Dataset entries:
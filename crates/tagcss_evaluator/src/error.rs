use std::path::PathBuf;

use thiserror::Error;

#[derive(Debug, Clone, Error, PartialEq, Eq)]
pub enum ResolveError {
  #[error("Cannot find module '{specifier}' from '{}'", from.display())]
  NotFound { specifier: String, from: PathBuf },
  #[error("Invalid package.json at '{}': {message}", path.display())]
  InvalidPackageJson { path: PathBuf, message: String },
}

#[derive(Debug, Error)]
pub enum ConfigError {
  #[error("Failed to parse evaluator config: {0}")]
  Parse(#[from] serde_json::Error),
  #[error("Invalid rule test /{pattern}/: {source}")]
  InvalidTest {
    pattern: String,
    #[source]
    source: regex::Error,
  },
  #[error("No evaluator is registered as '{0}'")]
  UnknownEvaluator(String),
}

/// Everything that can go wrong while evaluating a module in the sandbox.
#[derive(Debug, Clone, Error, PartialEq, Eq)]
pub enum EvalError {
  #[error("Unable to import \"{id}\". Importing Node builtins is not supported in the sandbox.")]
  UnsupportedBuiltin { id: String },
  /// The evaluated code threw.
  #[error("{message}\n    in {filename}")]
  Evaluation {
    message: String,
    stack: Option<String>,
    filename: String,
  },
  #[error(transparent)]
  Resolve(#[from] ResolveError),
  #[error("Failed to read '{filename}': {message}")]
  Io { filename: String, message: String },
  #[error("Failed to prepare '{filename}' for evaluation: {message}")]
  Transform { filename: String, message: String },
  /// An export resolved to a promise or another thenable.
  #[error("'{name}' exported by {filename} is asynchronous, only synchronous values can be evaluated")]
  AsyncValue { name: String, filename: String },
  #[error("Sandbox engine failure: {0}")]
  Engine(String),
}

impl From<rquickjs::Error> for EvalError {
  fn from(error: rquickjs::Error) -> Self {
    EvalError::Engine(error.to_string())
  }
}
/// `_exportStar(require('m'), exports)` and friends, plus Babel's
/// `Object.keys(_m).forEach(function (key) { … exports[key] … })`.
struct ExportStarMatcher;

impl Matcher for ExportStarMatcher {
  fn name(&self) -> &'static str {
    "export-star"
  }

  fn statement(&self, expr: &Expr, cx: &MatchContext<'_>) -> Option<Vec<Claim>> {
    if let Some(call) = match_helper_call(
      expr,
      &["_exportStar", "exportStar", "_export_star", "__exportStar"],
    ) {
      let [module, target] = call.args.as_slice() else {
        return None;
      };
      if !is_exports_object(&target.expr, cx.unresolved_mark) {
        return None;
      }
      let (source, span) = match require_call(&module.expr, cx.unresolved_mark) {
        Some(found) => found,
        None => {
          let import = cx.import_for(&module.expr)?;
          (import.source.clone(), cx.item_span)
        }
      };
      return Some(vec![Claim::Reexport(ReexportRecord {
        exported: ExportedName::All,
        imported: ImportedName::Namespace,
        source,
        span,
      })]);
    }

    // Object.keys(_m).forEach(function (key) { … })
    let Expr::Call(for_each) = unparen(expr) else {
      return None;
    };
    let Callee::Expr(callee) = &for_each.callee else {
      return None;
    };
    let Expr::Member(for_each_member) = unparen(callee) else {
      return None;
    };
    if !match_property_name(for_each_member).is_some_and(|(name, _)| &*name == "forEach") {
      return None;
    }
    let Expr::Call(keys) = unparen(&for_each_member.obj) else {
      return None;
    };
    let Callee::Expr(keys_callee) = &keys.callee else {
      return None;
    };
    let Expr::Member(keys_member) = unparen(keys_callee) else {
      return None;
    };
    if !match_member_expr(keys_member, &["Object", "keys"], cx.unresolved_mark) {
      return None;
    }
    let import = cx.import_for(&keys.args.first()?.expr)?;
    let callback = &for_each.args.first()?.expr;
    if !mentions_exports(callback, cx.unresolved_mark) {
      return None;
    }

    Some(vec![Claim::Reexport(ReexportRecord {
      exported: ExportedName::All,
      imported: ImportedName::Namespace,
      source: import.source.clone(),
      span: cx.item_span,
    })])
  }
}
//! Dependency graph over the top-level code of one module.
//!
//! Nodes are module-scope bindings, the declarations that give them values, statically read
//! object properties, exports and the remaining top-level statements. An edge `a -> b` means
//! `a` cannot be kept without `b`.

use std::collections::HashMap;
use std::collections::HashSet;
use std::collections::VecDeque;

use indexmap::IndexMap;
use indexmap::IndexSet;
use swc_core::common::Span;
use swc_core::common::Spanned;
use swc_core::ecma::ast::*;
use swc_core::ecma::visit::noop_visit_type;
use swc_core::ecma::visit::Visit;
use swc_core::ecma::visit::VisitWith;

use crate::id;
use crate::normalize::ExportedName;
use crate::normalize::ImportedName;
use crate::normalize::NormalizedModule;
use crate::static_value::StaticEvaluator;
use crate::utils::member_root;
use crate::utils::pat_binding_ids;
use crate::utils::span_contains;
use crate::utils::unparen;

#[derive(Clone, Copy, Debug, PartialEq, Eq, Hash, PartialOrd, Ord)]
pub struct NodeId(pub u32);

#[derive(Clone, Debug, PartialEq, Eq)]
pub enum NodeKind {
  /// A module-scope binding
  Binding,
  /// An import specifier, a variable declarator or a function, class or enum declaration
  Declaration,
  /// One property of a `const` object literal that is only ever read with static keys
  Property,
  Export(ExportedName),
  Reexport(ExportedName),
  /// Any other top-level statement
  Statement,
}

#[derive(Clone, Debug)]
pub struct GraphNode {
  pub id: NodeId,
  pub kind: NodeKind,
  pub span: Span,
  pub binding: Option<Id>,
  /// `depth:name`, for binding nodes
  pub binding_key: Option<String>,
  pub dependencies: Vec<NodeId>,
  pub dependents: Vec<NodeId>,
  /// Must be kept regardless of what is requested from the module
  pub has_external_effects: bool,
}

#[derive(Clone, Copy, Debug, PartialEq, Eq)]
pub enum Direction {
  Dependencies,
  Dependents,
}

#[derive(Clone, Debug, Default)]
pub struct GraphOptions {
  /// Treat every top-level expression statement as having external effects
  pub keep_side_effects: bool,
}

#[derive(Debug, Default)]
pub struct DependencyGraph {
  nodes: Vec<GraphNode>,
  bindings: HashMap<Id, NodeId>,
  keys: HashMap<String, NodeId>,
  /// Member expression span to the property node it reads
  tracked_reads: HashMap<Span, NodeId>,
}
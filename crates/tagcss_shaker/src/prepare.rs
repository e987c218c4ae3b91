use std::collections::BTreeMap;

use swc_core::common::util::take::Take;
use swc_core::ecma::ast::Module;
use swc_core::ecma::ast::ModuleItem;
use swc_core::ecma::ast::Pass;
use swc_core::ecma::ast::Program;
use swc_core::ecma::transforms::typescript::strip;
use tagcss_swc_runner::run_transform;
use tagcss_swc_runner::RunOptions;
use tagcss_swc_runner::RunWithTransformationError;
use thiserror::Error;

use crate::esm_to_cjs::esm_to_cjs;
use crate::shaker::shake;
use crate::shaker::ShakerOptions;
use crate::utils::Warning;

#[derive(Debug, Error)]
pub enum ShakerError {
  #[error(transparent)]
  Transform(#[from] RunWithTransformationError),
}

#[derive(Clone, Debug, Default)]
pub struct PrepareOptions {
  pub keep_side_effects: bool,
}

/// Sandbox ready code for one module, together with what it still imports.
#[derive(Clone, Debug, Default, PartialEq)]
pub struct PreparedModule {
  pub code: String,
  /// Import source to the names the retained code reads from it.
  pub imports: BTreeMap<String, Vec<String>>,
  /// Whether the code calls into `__helpers`.
  pub needs_helpers: bool,
  pub warnings: Vec<Warning>,
}

/// Parses `source`, shakes it down to `only` and lowers the result to
/// CommonJS without TypeScript syntax.
///
/// `None`, an empty list or a `*` entry keep the whole module.
pub fn prepare_for_sandbox(
  filename: &str,
  source: &str,
  only: Option<&[String]>,
  options: &PrepareOptions,
) -> Result<PreparedModule, ShakerError> {
  let requested: Vec<String> = match only {
    Some(only) if !only.is_empty() => only.to_vec(),
    _ => vec!["*".to_string()],
  };
  let run_options = RunOptions::for_filename(filename);
  let typescript = run_options.typescript;

  let result = run_transform(source, &run_options, |context, module| {
    if typescript {
      strip_types(module, &context);
    }

    let mut shaker_options = ShakerOptions::new(context.unresolved_mark);
    shaker_options.keep_side_effects = options.keep_side_effects;
    let shaken = shake(module, &requested, &shaker_options);
    let needs_helpers = esm_to_cjs(module, context.unresolved_mark);
    (shaken, needs_helpers)
  })?;

  let (shaken, needs_helpers) = result.result;
  tracing::trace!(filename, ?requested, imports = ?shaken.imports, "Prepared module");

  Ok(PreparedModule {
    code: result.output_code,
    imports: shaken.imports,
    needs_helpers,
    warnings: shaken.warnings,
  })
}

fn strip_types(module: &mut Module, context: &tagcss_swc_runner::RunContext) {
  let mut program = Program::Module(module.take());
  strip(context.unresolved_mark, context.global_mark).process(&mut program);
  *module = match program {
    Program::Module(module) => module,
    Program::Script(script) => Module {
      span: script.span,
      shebang: script.shebang,
      body: script.body.into_iter().map(ModuleItem::Stmt).collect(),
    },
  };
}

#[cfg(test)]
mod tests {
  use indoc::indoc;
  use pretty_assertions::assert_eq;

  use super::*;

  fn only(names: &[&str]) -> Vec<String> {
    names.iter().map(|name| name.to_string()).collect()
  }

  #[test]
  fn test_shakes_and_lowers_esm() {
    let requested = only(&["primary"]);
    let prepared = prepare_for_sandbox(
      "/src/tokens.js",
      indoc! {r#"
        import { base } from './base';
        import { unused } from './unused';
        export const primary = base + '-primary';
        export const secondary = unused;
      "#},
      Some(&requested),
      &PrepareOptions::default(),
    )
    .unwrap();

    assert!(prepared.code.contains(r#"require("./base")"#), "{}", prepared.code);
    assert!(!prepared.code.contains("unused"), "{}", prepared.code);
    assert!(!prepared.code.contains("secondary"), "{}", prepared.code);
    assert!(prepared.needs_helpers);
    assert_eq!(
      prepared.imports,
      BTreeMap::from([("./base".to_string(), vec!["base".to_string()])])
    );
  }

  #[test]
  fn test_strips_typescript() {
    let prepared = prepare_for_sandbox(
      "/src/theme.ts",
      indoc! {r#"
        import type { Theme } from './types';
        interface Palette { color: string }
        export const palette: Palette = { color: 'red' as const };
      "#},
      None,
      &PrepareOptions::default(),
    )
    .unwrap();

    assert!(!prepared.code.contains("interface"), "{}", prepared.code);
    assert!(!prepared.code.contains("./types"), "{}", prepared.code);
    assert!(prepared.code.contains("exports.palette = palette;"), "{}", prepared.code);
    assert!(prepared.imports.is_empty());
  }

  #[test]
  fn test_keeps_everything_for_wildcards() {
    let requested = only(&["*"]);
    let prepared = prepare_for_sandbox(
      "/src/index.js",
      "const a = require('./a');\nconst b = 2;\nmodule.exports = { a };\n",
      Some(&requested),
      &PrepareOptions::default(),
    )
    .unwrap();

    assert!(prepared.code.contains("const b = 2;"));
    assert!(!prepared.needs_helpers);
    assert_eq!(prepared.imports.get("./a"), Some(&vec!["*".to_string()]));
  }

  #[test]
  fn test_reports_parse_errors() {
    let error = prepare_for_sandbox("/src/broken.js", "const = ;", None, &PrepareOptions::default())
      .unwrap_err();

    assert!(error.to_string().contains("/src/broken.js"));
  }
}
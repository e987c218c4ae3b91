use std::collections::HashSet;

use swc_core::atoms::Atom;
use swc_core::common::Mark;
use swc_core::common::Span;
use swc_core::common::SyntaxContext;
use swc_core::common::DUMMY_SP;
use swc_core::ecma::ast::*;
use swc_core::ecma::visit::Visit;
use swc_core::ecma::visit::VisitWith;

#[macro_export]
macro_rules! id {
  ($ident: expr) => {
    $ident.to_id()
  };
}

/// A non-fatal diagnostic raised while analyzing a module.
///
/// Whenever a warning is produced the affected code is retained as-is.
#[derive(Clone, Debug, PartialEq, Eq)]
pub struct Warning {
  pub kind: WarningKind,
  pub message: String,
  pub span: Span,
}

#[derive(Clone, Copy, Debug, PartialEq, Eq)]
pub enum WarningKind {
  UnclassifiablePattern,
}

impl Warning {
  pub fn unclassifiable(message: impl Into<String>, span: Span) -> Self {
    let warning = Warning {
      kind: WarningKind::UnclassifiablePattern,
      message: message.into(),
      span,
    };
    tracing::warn!(span = ?warning.span, "{}", warning.message);
    warning
  }
}

pub fn is_unresolved(ident: &Ident, unresolved_mark: Mark) -> bool {
  ident.ctxt.outer() == unresolved_mark
}

pub fn unparen(expr: &Expr) -> &Expr {
  match expr {
    Expr::Paren(paren) => unparen(&paren.expr),
    _ => expr,
  }
}

/// Returns the string value of a string literal or of a template literal without expressions.
pub fn match_str(node: &Expr) -> Option<(Atom, Span)> {
  match unparen(node) {
    Expr::Lit(Lit::Str(str_lit)) => Some((str_lit.value.clone(), str_lit.span)),
    Expr::Tpl(tpl) if tpl.exprs.is_empty() && tpl.quasis.len() == 1 => {
      let quasi = &tpl.quasis[0];
      let value = quasi.cooked.clone().unwrap_or_else(|| quasi.raw.clone());
      Some((value, tpl.span))
    }
    _ => None,
  }
}

/// Formats a numeric property key the way JavaScript coerces it to a string.
pub fn number_to_key(value: f64) -> Atom {
  if value.fract() == 0.0 && value.abs() < 1e21 {
    format!("{}", value as i64).into()
  } else {
    format!("{}", value).into()
  }
}

pub fn match_prop_name(key: &PropName) -> Option<Atom> {
  match key {
    PropName::Ident(ident) => Some(ident.sym.clone()),
    PropName::Str(str_lit) => Some(str_lit.value.clone()),
    PropName::Num(num) => Some(number_to_key(num.value)),
    PropName::Computed(computed) => match_str(&computed.expr).map(|(value, _)| value),
    PropName::BigInt(_) => None,
  }
}

/// Returns the statically known name of a member property (`a.b`, `a['b']`).
pub fn match_property_name(node: &MemberExpr) -> Option<(Atom, Span)> {
  match &node.prop {
    MemberProp::Ident(ident) => Some((ident.sym.clone(), ident.span)),
    MemberProp::Computed(computed) => match unparen(&computed.expr) {
      Expr::Lit(Lit::Num(num)) => Some((number_to_key(num.value), num.span)),
      expr => match_str(expr),
    },
    MemberProp::PrivateName(_) => None,
  }
}

pub fn match_export_name(name: &ModuleExportName) -> (Atom, Span) {
  match name {
    ModuleExportName::Ident(ident) => (ident.sym.clone(), ident.span),
    ModuleExportName::Str(s) => (s.value.clone(), s.span),
  }
}

pub fn match_export_name_ident(name: &ModuleExportName) -> Option<&Ident> {
  match name {
    ModuleExportName::Ident(ident) => Some(ident),
    ModuleExportName::Str(_) => None,
  }
}

/// Matches a member expression against a chain of unresolved identifiers and static
/// properties, e.g. `["module", "exports"]`.
pub fn match_member_expr(expr: &MemberExpr, idents: &[&str], unresolved_mark: Mark) -> bool {
  let Some((last, rest)) = idents.split_last() else {
    return false;
  };

  match match_property_name(expr) {
    Some((prop, _)) if &*prop == *last => {}
    _ => return false,
  }

  match unparen(&expr.obj) {
    Expr::Member(member) => match_member_expr(member, rest, unresolved_mark),
    Expr::Ident(ident) => {
      rest.len() == 1 && &*ident.sym == rest[0] && is_unresolved(ident, unresolved_mark)
    }
    _ => false,
  }
}

/// `exports` or `module.exports`
pub fn is_exports_object(expr: &Expr, unresolved_mark: Mark) -> bool {
  match unparen(expr) {
    Expr::Ident(ident) => &*ident.sym == "exports" && is_unresolved(ident, unresolved_mark),
    Expr::Member(member) => match_member_expr(member, &["module", "exports"], unresolved_mark),
    _ => false,
  }
}

/// Matches `require('x')` (and `module.require('x')`) calls with a static specifier.
pub fn match_require(node: &Expr, unresolved_mark: Mark) -> Option<Atom> {
  let Expr::Call(call) = unparen(node) else {
    return None;
  };
  let Callee::Expr(callee) = &call.callee else {
    return None;
  };

  let is_require = match unparen(callee) {
    Expr::Ident(ident) => &*ident.sym == "require" && is_unresolved(ident, unresolved_mark),
    Expr::Member(member) => match_member_expr(member, &["module", "require"], unresolved_mark),
    _ => false,
  };

  if !is_require || call.args.len() != 1 || call.args[0].spread.is_some() {
    return None;
  }

  match_str(&call.args[0].expr).map(|(value, _)| value)
}

/// Matches dynamic `import('x')` calls with a static specifier.
pub fn match_import(node: &Expr) -> Option<Atom> {
  let Expr::Call(call) = unparen(node) else {
    return None;
  };

  if !matches!(call.callee, Callee::Import(_)) || call.args.is_empty() {
    return None;
  }

  match_str(&call.args[0].expr).map(|(value, _)| value)
}

/// Follows member accesses and parentheses down to the root identifier:
/// `a.b[c].d` -> `a`.
pub fn member_root(expr: &Expr) -> Option<&Ident> {
  match unparen(expr) {
    Expr::Ident(ident) => Some(ident),
    Expr::Member(member) => member_root(&member.obj),
    Expr::OptChain(opt) => match &*opt.base {
      OptChainBase::Member(member) => member_root(&member.obj),
      OptChainBase::Call(_) => None,
    },
    Expr::TsNonNull(non_null) => member_root(&non_null.expr),
    Expr::TsAs(as_expr) => member_root(&as_expr.expr),
    _ => None,
  }
}

/// Calls `f` for every binding identifier introduced by `pat`.
pub fn collect_bindings_from_pat<F>(pat: &Pat, f: &mut F)
where
  F: FnMut(&Ident),
{
  match pat {
    Pat::Ident(ident) => f(&ident.id),
    Pat::Array(arr) => {
      for elem in arr.elems.iter().flatten() {
        collect_bindings_from_pat(elem, f);
      }
    }
    Pat::Object(obj) => {
      for prop in &obj.props {
        match prop {
          ObjectPatProp::KeyValue(kv) => collect_bindings_from_pat(&kv.value, f),
          ObjectPatProp::Assign(assign) => f(&assign.key.id),
          ObjectPatProp::Rest(rest) => collect_bindings_from_pat(&rest.arg, f),
        }
      }
    }
    Pat::Rest(rest) => collect_bindings_from_pat(&rest.arg, f),
    Pat::Assign(assign) => collect_bindings_from_pat(&assign.left, f),
    _ => {}
  }
}

pub fn pat_binding_ids(pat: &Pat) -> Vec<Id> {
  let mut ids = vec![];
  collect_bindings_from_pat(pat, &mut |ident| ids.push(ident.to_id()));
  ids
}

pub fn create_require(src: Atom, unresolved_mark: Mark) -> CallExpr {
  CallExpr {
    callee: Callee::Expr(Box::new(Expr::Ident(Ident::new(
      "require".into(),
      DUMMY_SP,
      SyntaxContext::empty().apply_mark(unresolved_mark),
    )))),
    args: vec![ExprOrSpread {
      expr: Box::new(Expr::Lit(Lit::Str(src.into()))),
      spread: None,
    }],
    span: DUMMY_SP,
    ctxt: SyntaxContext::empty(),
    type_args: None,
  }
}

/// `exports.<name> = <value>;`
pub fn create_exports_assign(name: Atom, value: Expr, unresolved_mark: Mark) -> ModuleItem {
  ModuleItem::Stmt(Stmt::Expr(ExprStmt {
    expr: Box::new(Expr::Assign(AssignExpr {
      op: AssignOp::Assign,
      left: AssignTarget::Simple(SimpleAssignTarget::Member(MemberExpr {
        obj: Box::new(Expr::Ident(Ident::new(
          "exports".into(),
          DUMMY_SP,
          SyntaxContext::empty().apply_mark(unresolved_mark),
        ))),
        prop: MemberProp::Ident(IdentName::new(name, DUMMY_SP)),
        span: DUMMY_SP,
      })),
      right: Box::new(value),
      span: DUMMY_SP,
    })),
    span: DUMMY_SP,
  }))
}

/// Every identifier name used anywhere in `module`, bindings or not.
pub fn taken_names(module: &Module) -> HashSet<Atom> {
  struct Names(HashSet<Atom>);

  impl Visit for Names {
    fn visit_ident(&mut self, ident: &Ident) {
      self.0.insert(ident.sym.clone());
    }
  }

  let mut names = Names(HashSet::new());
  module.visit_with(&mut names);
  names.0
}

pub fn span_contains(outer: Span, inner: Span) -> bool {
  !outer.is_dummy() && !inner.is_dummy() && outer.lo <= inner.lo && inner.hi <= outer.hi
}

Activity: Looking through the records, copy out every line in which the word "rest" is found.

Task answer:
  let Some((last, rest)) = idents.split_last() else {
    Expr::Member(member) => match_member_expr(member, rest, unresolved_mark),
      rest.len() == 1 && &*ident.sym == rest[0] && is_unresolved(ident, unresolved_mark)
          ObjectPatProp::Rest(rest) => collect_bindings_from_pat(&rest.arg, f),
    Pat::Rest(rest) => collect_bindings_from_pat(&rest.arg, f),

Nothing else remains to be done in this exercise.